Oh, we might take one more question. So apologies, we might have to cut this short today, but also recognize that we'll obviously do another market update in a month's time as part of the full year results. So I will take one more question, Operator, and then I'll wrap up.

Our last question today is from Niraj Shah from Morgan Stanley. Please ask your question.

Hi, guys. Just a couple of quick ones for me. One is just that end state in the US commercial business. Presumably, there will be a commercial business ongoing going forward. Just curious on your thoughts on how big that will be relative to what it has been or maybe what it was in fiscal 2019. And then my second question is just around the cost to implement on the $35 million. Just curious as to what that is and just to confirm that it'll be taken below the line in fiscal 2020.

Morning. So I'll answer the first part, then I'll hand over to Matt for the second. The future shape, and if you go through our priority portfolios that we talk about with the U.S., you'll see there's a couple of key brands that are performing well ahead of the market, which I would classify as differentiated commercial brands. And they would be 19 Crimes and Matua, one out of Australia, one out of New Zealand. Now, they are growing significantly ahead of the market, are very good margin contributors, very good profit contributors, and that's because they are differentiated in the market. And I'm sure you've picked up some of the fantastic innovation we're doing around 19 Crimes in the market in the U.S. over the next six months to continue to drive that. And the Sauvignon Blanc and Matua brand category continues to grow.

Now, from a price point of view, it's sort of borderline masstige commercial. From my point of view, the answer to your question is we will have price point wine somewhere between that sort of $9-$10 a bottle in the U.S., but they will be differentiated brands, growth brands, and solid contributors from a margin percentage going forward. Still part of our portfolio and business, but does form a very large volume base still in the U.S. market for us.

Matthew Young
CFO, Treasury Wine Estates

Niraj, I'll just touch on the question. There will be costs that we've taken in F20. They are excluded from the earnings range we've given today, so likely be included in material items. As of today, likely to be around in the AUD 5 million-AUD 10 million dollar range.

Tim Ford
CEO, Treasury Wine Estates

Okay. So before we finish the call, I just wanted to do a quick wrap-up if I could. Firstly, thank you at obviously short notice. I know we interrupted some people's plans this morning, so hopefully it was worth your while. I guess I just wanted to frame a question I wasn't asked, but I want to answer, which was the reason why we wanted to do a call today, and it was certainly we talked about this with the chairman and our board earlier this week with my first board meeting as CEO, was an opportunity just to be proactive and explain the business and where we're at with the business, not only the performance, but also some of the market dynamics, because I fully appreciate that. It is difficult to analyze over the last three months as well, and it's been difficult to analyze from internally.
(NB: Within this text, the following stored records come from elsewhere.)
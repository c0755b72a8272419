// TourBox Config API
// Action grammar, profile documents and the built-in profile

pub mod action_parser;
pub mod builtin;
pub mod handle;
pub mod paths;
pub mod profile;

pub use action_parser::{parse_action, ActionProgram, ActionStep, GrammarError};
pub use builtin::{default_profile, DEFAULT_PROFILE_NAME};
pub use handle::{ProfileHandle, ReloadOutcome};
pub use paths::{profiles_dir, resolve_profile};
pub use profile::{ActionSpec, Mapping, Profile, ProfileError, ProfileFormat, TriggerMode};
I've got a complete appreciation for the external challenges in doing so. So hopefully what we've done today is start that ball rolling in terms of coming out when we had the right information we could share to give some color, and we certainly will plan to continue to build out that detail as we go through the next month as we get to the August full year results announcements, which will be in more detail. So I hope we have achieved that goal. I appreciate everyone taking the time, and I look forward to talking to you again soon and into the future. So thank you. Thanks, operator.

Pleasure doing. That does conclude the call for today. Thank you for all participating. You may all disconnect. Have a great day.